* _ASSIGNMENT_
Your answer should be each line of the entries that contains the word "PushError", copied in full.

[Stored data]
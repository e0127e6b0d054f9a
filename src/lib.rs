#![doc(html_root_url = "https://docs.rs/chatwire/latest")]
//! Public API for the `chatwire` library.
//!
//! This crate provides the core of an instant-messaging server: a
//! length-prefixed text wire protocol, non-blocking sessions driven by a
//! periodic tick, role-based command routing and an agency wiretap workflow.

pub mod channel;
pub mod codec;
pub mod config;
pub mod connection;
pub mod context;
pub mod directory;
pub mod error;
pub mod message;
pub mod metrics;
pub mod panic;
pub mod push;
pub mod role;
pub mod router;
pub mod server;
pub mod session;
pub mod test_helpers;
pub mod transport;
pub mod wiretap;

pub use codec::{MessageCodec, NullMarker};
pub use config::ServerConfig;
pub use connection::{ConnectionSession, SessionState, TickOutcome};
pub use context::ServerContext;
/// Result type alias for session-level operations.
pub use error::{Result, SessionError};
pub use message::{Message, MessageType};
pub use metrics::{CONNECTIONS_ACTIVE, Direction, ERRORS_TOTAL, FRAMES_PROCESSED, WIRETAP_MIRRORS};
pub use role::Role;
pub use router::CommandRouter;
pub use server::{ChatServer, ServerError};
pub use session::{ConnectionId, SessionRegistry};
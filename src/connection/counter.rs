//! Active session counting and RAII guard.

use std::sync::atomic::{AtomicU64, Ordering};

/// Global gauge tracking live sessions.
static ACTIVE_SESSIONS: AtomicU64 = AtomicU64::new(0);

/// RAII guard incrementing [`ACTIVE_SESSIONS`] on creation and decrementing
/// it on drop.
pub(super) struct ActiveSession;

impl ActiveSession {
    pub(super) fn new() -> Self {
        ACTIVE_SESSIONS.fetch_add(1, Ordering::Relaxed);
        crate::metrics::inc_connections();
        Self
    }
}

impl Drop for ActiveSession {
    fn drop(&mut self) {
        ACTIVE_SESSIONS.fetch_sub(1, Ordering::Relaxed);
        crate::metrics::dec_connections();
    }
}

/// Return the current number of live sessions.
#[must_use]
pub fn active_session_count() -> u64 { ACTIVE_SESSIONS.load(Ordering::Relaxed) }
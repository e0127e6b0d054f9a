//! Cloneable handle used by producers to push frames to a connection.

use std::sync::{Arc, Weak};

use tokio::sync::mpsc;
use tracing::warn;

use super::{FrameLike, PushError, PushPolicy};

/// Shared state for [`PushHandle`].
pub(crate) struct PushHandleInner<F> {
    pub(crate) tx: mpsc::Sender<F>,
}

/// Cloneable handle used by producers to push frames to a connection.
pub struct PushHandle<F>(Arc<PushHandleInner<F>>);

impl<F> Clone for PushHandle<F> {
    fn clone(&self) -> Self { Self(Arc::clone(&self.0)) }
}

impl<F: FrameLike> PushHandle<F> {
    pub(crate) fn from_inner(inner: PushHandleInner<F>) -> Self { Self(Arc::new(inner)) }

    pub(crate) fn from_arc(arc: Arc<PushHandleInner<F>>) -> Self { Self(arc) }

    /// Attempt to push a frame without waiting.
    ///
    /// # Errors
    ///
    /// Returns [`PushError::QueueFull`] if the queue is full and the policy is
    /// [`PushPolicy::ReturnErrorIfFull`]. Returns [`PushError::Closed`] if the
    /// receiving end has been closed or dropped.
    pub fn try_push(&self, frame: F, policy: PushPolicy) -> Result<(), PushError> {
        match self.0.tx.try_send(frame) {
            Ok(()) => Ok(()),
            Err(mpsc::error::TrySendError::Full(_)) => match policy {
                PushPolicy::ReturnErrorIfFull => Err(PushError::QueueFull),
                PushPolicy::WarnAndDropIfFull => {
                    warn!(
                        capacity = self.0.tx.max_capacity(),
                        "push queue full, frame dropped"
                    );
                    Ok(())
                }
            },
            Err(mpsc::error::TrySendError::Closed(_)) => Err(PushError::Closed),
        }
    }

    /// Downgrade to a `Weak` reference for storage in a registry.
    pub(crate) fn downgrade(&self) -> Weak<PushHandleInner<F>> { Arc::downgrade(&self.0) }
}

* _ANSWER TO THIS TASK_
use super::{FrameLike, PushError, PushPolicy};
    /// Returns [`PushError::QueueFull`] if the queue is full and the policy is
    /// [`PushPolicy::ReturnErrorIfFull`]. Returns [`PushError::Closed`] if the
    pub fn try_push(&self, frame: F, policy: PushPolicy) -> Result<(), PushError> {
                PushPolicy::ReturnErrorIfFull => Err(PushError::QueueFull),
            Err(mpsc::error::TrySendError::Closed(_)) => Err(PushError::Closed),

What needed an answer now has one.